Я узнал о нём только в начале ноября. В удовлетворение за великие убытки, понесенные отцом Рознованом, в следствие отказа моего выдать ему паспорт за границу, и в обеспечение уплаты за то повелено первоначально наложить запрещение на всё мое имущество, а цынутному, т. е. уездному суду, рассмотреть, до чего могут простираться эти убытки. Розновану хотелось только отомстить мне за пренебрежение в его молдавскому величию; далее он не думал простирать претензий своих, зная, что с меня нечего взять. Он успел в своем намерении, ибо в первую минуту я был поражен сим ударом. Если бы он направлен был и не на меня, мне всё больно было бы видеть, что первым действием русского Сената в делах бессарабских, которого власть так усердно я призывал, было принесение в жертву злой прихоти молдавского богача безвинного русского чиновника.
Стыдно признаться, а досада, которую восчувствовал я, меня оживила. Я совершенно упал духом, ничто меня сильно не тревожило, не печалило, не радовало; тут я вдруг воспрянул и, ни с кем не советуясь, сам написал длинную просьбу на Сенат. В ней, стараясь доказать, как поступил он противозаконно, изъяснял я следующее: 1-е, что Рознован отнюдь не торговый человек и не товары для продажи мог он иметь намерение отправить в Яссы, следственно от нахождения пожитков его в том или другом месте не могло последовать для него никаких убытков; 2-е, что вообще он ничего не думал отправлять; сие доказывается тем, что он мог обратиться к прибывшему через два дня после отказа моего, приятелю своему губернатору Катакази, и он сего не сделал; 3-е, что прежде, чем утруждать Сенат, следовало бы ему жаловаться наместнику; 4-е, что департамент судный или апелляционный рассматривает одни только тяжебные дела, а отнюдь не имеет права входить в суждения по жалобам на несправедливые действия губернаторов, ибо сие подлежит рассмотрению одного первого департамента Правительствующего Сената; 5-е, что по настоящему делу обвиняемый ни разу не был даже спрошен; 6-е, что Сенату воспрещено не только отдавать под суд начальников губерний или делать какие-либо с них взыскания, ни даже объявлять им выговоров без Высочайшего разрешения и, наконец, 7-е, что я, действовавший тут, не как частное лицо, а как управляющий областью, некоторым образом предан был суждению уездного суда, чему дотоле не видано было примеров.

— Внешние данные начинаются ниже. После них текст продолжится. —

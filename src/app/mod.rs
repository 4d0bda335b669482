//! Application layer: the view-state store and its event loop.
//!
//! Sits between the plugin runtime (main.rs) and the domain, address and
//! directory layers.
//!
//! # Architecture
//!
//! ```text
//! User Input / Timer / Fetch Result → Event → handle_event → AppState → Actions
//!      ↑                                                                  │
//!      └──────────── host executes: web_request, set_timeout, rename ─────┘
//! ```
//!
//! # Modules
//!
//! - [`actions`]: Side effect commands emitted by the event handler
//! - [`debounce`]: Generation-based quiescence timer
//! - [`handler`]: Event processing and state transition coordinator
//! - [`modes`]: Input mode state machine types
//! - [`pipeline`]: Pure filter, sort and pagination functions
//! - [`state`]: The store and view model computation

pub mod actions;
pub mod debounce;
pub mod handler;
pub mod modes;
pub mod pipeline;
pub mod state;

pub use actions::Action;
pub use debounce::{Debouncer, DEBOUNCE_WINDOW};
pub use handler::{handle_event, Event};
pub use modes::{InputMode, SearchFocus};
pub use pipeline::{derive_view, DerivedView, PAGE_SIZE};
pub use state::AppState;
//! Address state codec.
//!
//! The address is the shareable query-string form of the current
//! [`ViewParameters`](crate::domain::ViewParameters). The plugin publishes it
//! as its pane title after every settled change and accepts it back through
//! the `address` configuration key, so a view can be bookmarked in a layout.
//!
//! - [`codec`]: `parse` / `serialize` between parameters and query strings
//! - [`form`]: form-urlencoding of individual components

pub mod codec;
pub mod form;

pub use codec::{parse, serialize};
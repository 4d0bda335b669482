//! The view-state store.
//!
//! [`AppState`] owns the fetched directory, the current [`ViewParameters`], the
//! cached result of the last derivation and the transient UI selection. It is
//! the single source of truth for everything the renderer shows.
//!
//! # Derivation
//!
//! User intents (`set_search`, `set_sort`, `set_page`) and fetch completion
//! only mutate parameters or records and re-arm the [`Debouncer`]. Filtering,
//! sorting, totals, the page reset/clamp and the address write all happen in
//! [`AppState::run_derivation`], which the handler calls once the quiescence
//! window expires. The visible page is re-sliced from the cached
//! filtered/sorted rows on every read, so paging feels immediate while the
//! address write still waits for the window.
//!
//! # Fetching
//!
//! Every fetch gets a fresh request id. Only the response carrying the latest
//! id is applied; anything older lost a race with a retry and is dropped.

use super::debounce::Debouncer;
use super::modes::{InputMode, SearchFocus};
use super::pipeline::{self, DerivedView, PAGE_SIZE};
use crate::address;
use crate::directory::{DirectoryClient, DirectorySnapshot, FetchRequest};
use crate::domain::{
    FetchError, SortDirection, SortKey, UserRecord, ViewParameters, NETWORK_DENIED_MESSAGE,
};
use crate::ui::components::{ID_COLUMN_WIDTH, NAME_COLUMN_WIDTH};
use crate::ui::helpers::{flatten_json, substring_ranges, truncate};
use crate::ui::theme::Theme;
use crate::ui::viewmodel::{
    ColumnHeader, DetailInfo, DisplayRow, FooterInfo, HeaderInfo, PaginationInfo, SearchBarInfo,
    StatusKind, StatusPanel, TableInfo, UIViewModel,
};
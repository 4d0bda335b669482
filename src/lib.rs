//! UserDeck: a Zellij plugin for browsing a remote user directory.
//!
//! UserDeck fetches the directory once and then works entirely client-side:
//! - Incremental search over names and emails
//! - Sorting by name or email, toggling direction on the active column
//! - Pagination in fixed pages of five rows
//! - A detail popup with the full record
//! - An address (query string) that captures the view and can be bookmarked

#![allow(clippy::multiple_crate_versions)]

//!
//! # Architecture
//!
//! ```text
//! ┌─────────────────────────────────────────────────────┐
//! │  Zellij Plugin Shim (main.rs)                       │  ← Entry point
//! └─────────────────────────────────────────────────────┘
//!                        │
//! ┌─────────────────────────────────────────────────────┐
//! │  Application Layer (app/)                           │  ← Store
//! │  - Event handling and debounced derivation          │
//! │  - Filter / sort / paginate pipeline                │
//! │  - View model computation                           │
//! └─────────────────────────────────────────────────────┘
//!         │                    │                    │
//! ┌───────────────┐   ┌───────────────┐   ┌───────────────┐
//! │ UI Layer      │   │ Directory     │   │ Address       │
//! │ (ui/)         │   │ (directory/)  │   │ (address/)    │
//! │ - Rendering   │   │ - Requests    │   │ - parse       │
//! │ - Theming     │   │ - Decoding    │   │ - serialize   │
//! └───────────────┘   └───────────────┘   └───────────────┘
//!                        │
//! ┌─────────────────────────────────────────────────────┐
//! │  Domain & Infrastructure                            │
//! │  - Records, view parameters, errors (domain/)       │
//! │  - Sandbox paths (infrastructure/)                  │
//! └─────────────────────────────────────────────────────┘
//!                        │
//! ┌─────────────────────────────────────────────────────┐
//! │  Observability (observability/)                     │  ← Optional
//! │  - OpenTelemetry tracing, file-based OTLP export    │
//! └─────────────────────────────────────────────────────┘
//! ```
//!
//! # Configuration
//!
//! ```kdl
//! pane {
//!     plugin location="file:/path/to/userdeck.wasm" {
//!         endpoint "https://jsonplaceholder.typicode.com/users"
//!         address "search=an&sortKey=email&sortDirection=desc&page=1"
//!         theme "catppuccin-latte"
//!         trace_level "debug"
//!     }
//! }
//! ```
//!
//! # Example
//!
//! ```rust
//! use userdeck::{handle_event, initialize, Action, Config, Event};
//!
//! let mut state = initialize(&Config::default());
//! let (_, actions) = handle_event(&mut state, &Event::Mount { address: String::new() })?;
//! assert!(matches!(actions[0], Action::FetchDirectory(_)));
//! # Ok::<(), userdeck::UserDeckError>(())
//! ```

pub mod address;
pub mod app;
pub mod directory;
pub mod domain;
pub mod infrastructure;

pub mod ui;

pub mod observability;

pub use app::{handle_event, Action, AppState, Event, InputMode, SearchFocus};
pub use directory::DirectoryClient;
pub use domain::{FetchError, Result, UserDeckError, UserRecord, ViewParameters};
pub use ui::Theme;

use std::collections::BTreeMap;

/// Plugin configuration parsed from Zellij's configuration map.
#[derive(Debug, Clone, PartialEq, Eq)]
pub struct Config {
    /// Directory URL. Default: [`directory::DEFAULT_ENDPOINT`]
    pub endpoint: String,

    /// Initial address query string, e.g. `search=an&page=2`.
    ///
    /// Malformed parts fall back to their defaults. Default: empty
    pub address: String,

    /// Built-in theme name (`catppuccin-mocha`, `catppuccin-latte`).
    /// Ignored if `theme_file` is set.
    pub theme_name: Option<String>,

    /// Path to a TOML theme file; `~` is resolved against the host mount.
    pub theme_file: Option<String>,

    /// `EnvFilter` directive for tracing. Default: `"info"`
    pub trace_level: String,
}

impl Default for Config {
    fn default() -> Self {
        Self {
            endpoint: directory::DEFAULT_ENDPOINT.to_string(),
            address: String::new(),
            theme_name: None,
            theme_file: None,
            trace_level: "info".to_string(),
        }
    }
}

impl Config {
    /// Parses configuration from Zellij's configuration map.
    ///
    /// Missing or blank values keep their defaults.
    ///
    /// ```rust
    /// use std::collections::BTreeMap;
    /// use userdeck::Config;
    ///
    /// let mut map = BTreeMap::new();
    /// map.insert("address".to_string(), "page=2".to_string());
    /// map.insert("trace_level".to_string(), "debug".to_string());
    ///
    /// let config = Config::from_zellij(&map);
    /// assert_eq!(config.address, "page=2");
    /// assert_eq!(config.trace_level, "debug");
    /// ```
    #[must_use]
    pub fn from_zellij(config: &BTreeMap<String, String>) -> Self {
        let value = |key: &str| {
            config
                .get(key)
                .map(|s| s.trim())
                .filter(|s| !s.is_empty())
                .map(String::from)
        };
        let defaults = Self::default();

        Self {
            endpoint: value("endpoint").unwrap_or(defaults.endpoint),
            address: config
                .get("address")
                .map(|s| s.trim().to_string())
                .unwrap_or(defaults.address),
            theme_name: value("theme"),
            theme_file: value("theme_file"),
            trace_level: value("trace_level").unwrap_or(defaults.trace_level),
        }
    }
}

/// Builds the store for a configuration.
///
/// The theme comes from `theme_file`, then `theme`, then the default; a theme
/// that fails to load is logged and replaced by the default. No request is
/// issued until the store receives [`Event::Mount`].
#[must_use]
pub fn initialize(config: &Config) -> AppState {
    tracing::debug!(endpoint = %config.endpoint, "initializing userdeck plugin");

    let theme = config.theme_file.as_ref().map_or_else(
        || {
            config.theme_name.as_ref().map_or_else(Theme::default, |theme_name| {
                Theme::from_name(theme_name).unwrap_or_else(|| {
                    tracing::debug!(theme_name = %theme_name, "unknown theme, using default");
                    Theme::default()
                })
            })
        },
        |theme_file| {
            let path = infrastructure::expand_tilde(theme_file);
            Theme::from_file(&path).unwrap_or_else(|e| {
                tracing::debug!(
                    theme_file = %path,
                    error = %e,
                    "failed to load theme from file, using default"
                );
                Theme::default()
            })
        },
    );

    AppState::new(DirectoryClient::new(config.endpoint.clone()), theme)
}

#[cfg(test)]
mod tests {
    use super::*;
    use std::io::Write;

    fn map(pairs: &[(&str, &str)]) -> BTreeMap<String, String> {
        pairs
            .iter()
            .map(|(k, v)| ((*k).to_string(), (*v).to_string()))
            .collect()
    }

    #[test]
    fn empty_map_gives_defaults() {
        assert_eq!(Config::from_zellij(&BTreeMap::new()), Config::default());
    }

    #[test]
    fn blank_values_keep_defaults() {
        let config = Config::from_zellij(&map(&[("endpoint", "  "), ("trace_level", "")]));
        assert_eq!(config.endpoint, directory::DEFAULT_ENDPOINT);
        assert_eq!(config.trace_level, "info");
    }

    #[test]
    fn reads_every_key() {
        let config = Config::from_zellij(&map(&[
            ("endpoint", "http://localhost:8080/users"),
            ("address", "search=al&page=2"),
            ("theme", "catppuccin-latte"),
            ("theme_file", "~/deck.toml"),
            ("trace_level", "debug"),
        ]));
        assert_eq!(config.endpoint, "http://localhost:8080/users");
        assert_eq!(config.address, "search=al&page=2");
        assert_eq!(config.theme_name.as_deref(), Some("catppuccin-latte"));
        assert_eq!(config.theme_file.as_deref(), Some("~/deck.toml"));
        assert_eq!(config.trace_level, "debug");
    }

    #[test]
    fn initialize_picks_named_theme() {
        let config = Config {
            theme_name: Some("catppuccin-latte".to_string()),
            ..Config::default()
        };
        assert_eq!(initialize(&config).theme.name, "catppuccin-latte");
    }

    #[test]
    fn initialize_falls_back_on_unknown_theme() {
        let config = Config {
            theme_name: Some("nope".to_string()),
            ..Config::default()
        };
        assert_eq!(initialize(&config).theme, Theme::default());
    }

    #[test]
    fn theme_file_overrides_theme_name() {
        let mut file = tempfile::NamedTempFile::new().unwrap();
        let custom = toml::to_string(&Theme::default())
            .unwrap()
            .replace("catppuccin-mocha", "from-file");
        file.write_all(custom.as_bytes()).unwrap();

        let config = Config {
            theme_name: Some("catppuccin-latte".to_string()),
            theme_file: Some(file.path().to_string_lossy().into_owned()),
            ..Config::default()
        };
        assert_eq!(initialize(&config).theme.name, "from-file");
    }

    #[test]
    fn initialize_targets_configured_endpoint() {
        let config = Config {
            endpoint: "http://localhost/users".to_string(),
            ..Config::default()
        };
        let mut state = initialize(&config);
        let (_, actions) = handle_event(
            &mut state,
            &Event::Mount {
                address: String::new(),
            },
        )
        .unwrap();
        match &actions[..] {
            [Action::FetchDirectory(request)] => assert_eq!(request.url, "http://localhost/users"),
            other => panic!("unexpected actions {other:?}"),
        }
    }
}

Мне жаль, что я не сохранил списка с этого прошения на Высочайшее имя. Сколько припомню, в нём были выражения довольно дерзкие и не совсем почтительные к Сенату. Что делать? Потухшее воображение во мне опять возжглось, остывшая кровь как будто закипела, и неудивительно, если, несмотря на ясность доводов, бумага сия отзывалась каким-то бредом.